Nxu Zänä – feminista radical indígena mexicana
Tradução por Saligia

Em primeira instância desejo aclarar que porque o título especifica “Contra” sabendo que soa agressivo, não poso mais que dizer que o escrito dirá por si só que está dirigido para gerar uma crítica a teoria Queer, pois assumo que como várias e vários de seus críticos que em um esforço de gerar um discurso e teoria alternativa mais bem se converte em uma arma do sistema, e daí a necessidade de escrever em contra a dita teoria.
Começarei por declarar que sou uma mulher indígena que teve a possibilidade de estudar e ler coisas que a grande maioria de minhas irmãs e irmãos não puderam devido a falta de oportunidades, falta de recursos econômicos, em poucas palavras, por causa de um sistema que nos discrimina, violenta e extermina pois não coincidimos com sua forma de conceber o “desenvolvimento”, o “progresso”, o “trabalho”, o “êxito”, a “exploração de recursos”, assim portanto nos privam de nossas terras, nossas vozes, nossas línguas, nossos costumes, nossas culturas, nossos ambientes ecológicos e nossos conhecimentos para que aprendamos a viver de “sua” forma, uma forma de viver que consideram “melhor” à nossa, que finalmente é uma imposição.
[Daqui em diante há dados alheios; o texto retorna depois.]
//! Role and permission checks against a bound identity.
//!
//! No IO and no panics: every outcome is `Ok(())` or an [`AuthzError`].

use std::collections::BTreeSet;

use serde::Serialize;
use thiserror::Error;

use crate::{IdentityClaim, Permission, PolicyTable, Role, UserId};

#[derive(Debug, Error, Clone, PartialEq, Eq)]
pub enum AuthzError {
    #[error("no identity bound to the request")]
    MissingIdentity,

    #[error("forbidden: role '{0}' is not allowed")]
    RoleNotAllowed(Role),

    #[error("forbidden: role '{role}' lacks permission '{permission}'")]
    MissingPermission { role: Role, permission: Permission },
}

/// Allow the request only if the bound role is one of `allowed`.
pub fn authorize_role(
    claim: Option<&IdentityClaim>,
    allowed: &BTreeSet<Role>,
) -> Result<(), AuthzError> {
    let claim = claim.ok_or(AuthzError::MissingIdentity)?;

    if allowed.contains(&claim.role) {
        Ok(())
    } else {
        Err(AuthzError::RoleNotAllowed(claim.role))
    }
}

/// Allow the request only if the policy grants `required` to the bound role.
pub fn authorize_permission<P>(
    claim: Option<&IdentityClaim>,
    policy: &P,
    required: &Permission,
) -> Result<(), AuthzError>
where
    P: PolicyTable + ?Sized,
{
    let claim = claim.ok_or(AuthzError::MissingIdentity)?;

    if policy.grants(claim.role, required) {
        Ok(())
    } else {
        Err(AuthzError::MissingPermission {
            role: claim.role,
            permission: required.clone(),
        })
    }
}

/// Audit view of a permission decision ("why was this denied?").
#[derive(Debug, Clone, Serialize)]
pub struct AuthorizationExplanation {
    pub user_id: UserId,
    pub role: Role,
    pub required_permission: Permission,
    pub granted: bool,
    pub reason: String,
    /// Sorted.
    pub effective_permissions: Vec<Permission>,
}

pub fn explain_permission<P>(
    claim: &IdentityClaim,
    policy: &P,
    required: &Permission,
) -> AuthorizationExplanation
where
    P: PolicyTable + ?Sized,
{
    let effective = policy.permissions_of(claim.role);
    let granted = effective.contains(required);

    let reason = if granted {
        format!("role '{}' grants '{}'", claim.role, required)
    } else if effective.is_empty() {
        format!("role '{}' holds no permissions", claim.role)
    } else {
        format!("role '{}' does not grant '{}'", claim.role, required)
    };

    AuthorizationExplanation {
        user_id: claim.id.clone(),
        role: claim.role,
        required_permission: required.clone(),
        granted,
        reason,
        effective_permissions: effective.into_iter().collect(),
    }
}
Esse escrito surge da preocupação de observar o avanço do mundo globalizado e conhecer a teoria Queer e o papel que assume nesse contexto, por tanto mencionarei somente algumas das principais premissas da citada teoria e o questionamento que faço a respeito como mulher indígena.
Começarei pela autodenominação queer, é sabido que a referida palavra foi usada como um meio de denominar de maneira depreciativa homossexuais e lésbicas, sendo que alguns setores decidiram usá-la como uma forma de orgulho contra as atitudes homofóbicas das sociedades anglo-saxônicas, pois assim poderíamos dizer que isto deu o início de um movimento baixo à denominação referida. No que se intenta dar um sentido de rebeldia à forma de autodenominar-se, portanto se enfrenta a sociedade abaixo de seus mesmos termos mas com um ar de orgulho e defesa de sua condição desprezada diante os olhos dos “normais”. Sob referida apropriação se gera o discurso queer que começa a questionar as identidades e categorias que vários movimentos usamos para a defesa de nossos direitos, de nossa forma de vida, de nossas culturas tal como o gênero, a classe e araçaargumentando que não devemos usá-las porque finalmente são termos cunhados desde a experiência histórica e opressora de um sistema como o patriarcado, o colonialismo, o capitalismo e o racismo.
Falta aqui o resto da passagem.